(Saved entries)
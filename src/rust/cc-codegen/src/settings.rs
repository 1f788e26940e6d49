// Copyright 2025 Zurich Instruments AG
// SPDX-License-Identifier: Apache-2.0

use crate::Cycles;

/// Smallest delay accepted by `seq_bar`.
pub const MIN_SEQ_BAR_DELAY: Cycles = 1;

#[derive(Debug)]
pub struct SanitizationChange {
    pub field: &'static str,
    pub original: String,
    pub sanitized: String,
    pub reason: String,
}

#[derive(Debug, Clone)]
pub struct CodeGeneratorSettings {
    /// Emit explanatory comments alongside the generated instructions.
    pub emit_comments: bool,
    /// Delay every slot waits at program start on top of its latency compensation.
    pub min_delay: Cycles,
}

impl Default for CodeGeneratorSettings {
    fn default() -> Self {
        Self {
            emit_comments: true,
            min_delay: MIN_SEQ_BAR_DELAY,
        }
    }
}

impl CodeGeneratorSettings {
    pub fn new(emit_comments: bool, min_delay: Cycles) -> Self {
        CodeGeneratorSettings {
            emit_comments,
            min_delay,
        }
    }

    pub fn sanitize(&mut self) -> Vec<SanitizationChange> {
        let mut changes = vec![];
        if self.min_delay < MIN_SEQ_BAR_DELAY {
            changes.push(SanitizationChange {
                field: "min_delay",
                original: self.min_delay.to_string(),
                sanitized: MIN_SEQ_BAR_DELAY.to_string(),
                reason: format!("seq_bar requires a delay of at least {MIN_SEQ_BAR_DELAY}."),
            });
            self.min_delay = MIN_SEQ_BAR_DELAY;
        }
        changes
    }
}

#[cfg(test)]
mod tests {
    use super::*;

    #[test]
    fn test_default_settings_are_sane() {
        let mut settings = CodeGeneratorSettings::default();
        assert!(settings.sanitize().is_empty());
        assert_eq!(settings.min_delay, 1);
        assert!(settings.emit_comments);
    }

    #[test]
    fn test_sanitization_change() {
        let mut settings = CodeGeneratorSettings::new(false, 0);
        let changes = settings.sanitize();
        assert_eq!(settings.min_delay, MIN_SEQ_BAR_DELAY);
        assert_eq!(changes.len(), 1);
        assert_eq!(changes[0].field, "min_delay");
        assert_eq!(changes[0].original, "0");
        assert_eq!(changes[0].sanitized, "1");
    }
}
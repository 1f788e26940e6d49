// Copyright 2025 Zurich Instruments AG
// SPDX-License-Identifier: Apache-2.0

use std::sync::{atomic::AtomicBool, atomic::Ordering};

#[doc(hidden)]
pub use log as _log;

#[macro_export]
macro_rules! info {
    ($msg:literal, $($arg:tt)+) => {
        cc_log::_log::info!(target: concat!("cc.rust::", module_path!()), $msg, $($arg)+);
    };
    ($msg:literal) => {
        cc_log::_log::info!(target: concat!("cc.rust::", module_path!()), $msg);
    };
}

#[macro_export]
macro_rules! warn {
    ($msg:literal, $($arg:tt)+) => {
        cc_log::_log::warn!(target: concat!("cc.rust::", module_path!()), $msg, $($arg)+);
    };
    ($msg:literal) => {
        cc_log::_log::warn!(target: concat!("cc.rust::", module_path!()), $msg);
    };
}

#[macro_export]
macro_rules! debug {
    ($msg:literal, $($arg:tt)+) => {
        cc_log::_log::debug!(target: concat!("cc.rust::", module_path!()), $msg, $($arg)+);
    };
    ($msg:literal) => {
        cc_log::_log::debug!(target: concat!("cc.rust::", module_path!()), $msg);
    };
}

/// Log a diagnostic message at info level if diagnostics logging is enabled.
///
/// Diagnostics carry per-bundle detail (output words, allocated codewords) that is
/// too noisy for regular info logging but useful when chasing a timing or mapping issue.
#[macro_export]
macro_rules! diagnostic {
    ($msg:literal, $($arg:tt)+) => {
        if cc_log::is_diagnostics_enabled() {
            cc_log::_log::info!(target: concat!("cc.rust::", module_path!()), $msg, $($arg)+);
        }
    };
    ($msg:literal) => {
        if cc_log::is_diagnostics_enabled() {
            cc_log::_log::info!(target: concat!("cc.rust::", module_path!()), $msg);
        }
    };
}

static DIAGNOSTICS_ENABLED: AtomicBool = AtomicBool::new(false);

#[inline]
pub fn is_diagnostics_enabled() -> bool {
    DIAGNOSTICS_ENABLED.load(Ordering::Acquire)
}

/// Initialize the logging.
///
/// This function is meant to be called once at the start of the program to
/// set up the logging configuration.
/// It does not install a concrete logger; the embedding binary picks one for the `log` facade.
pub fn init_logging(with_diagnostics: bool) {
    DIAGNOSTICS_ENABLED.store(with_diagnostics, Ordering::Release);
}

#[cfg(test)]
mod tests {
    use super::*;

    #[test]
    fn test_diagnostics_switch() {
        init_logging(true);
        assert!(is_diagnostics_enabled());
        init_logging(false);
        assert!(!is_diagnostics_enabled());
    }
}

## What to work on
Your answer should be a single number: the count of lines in these records that hold the string "start".

## Response
2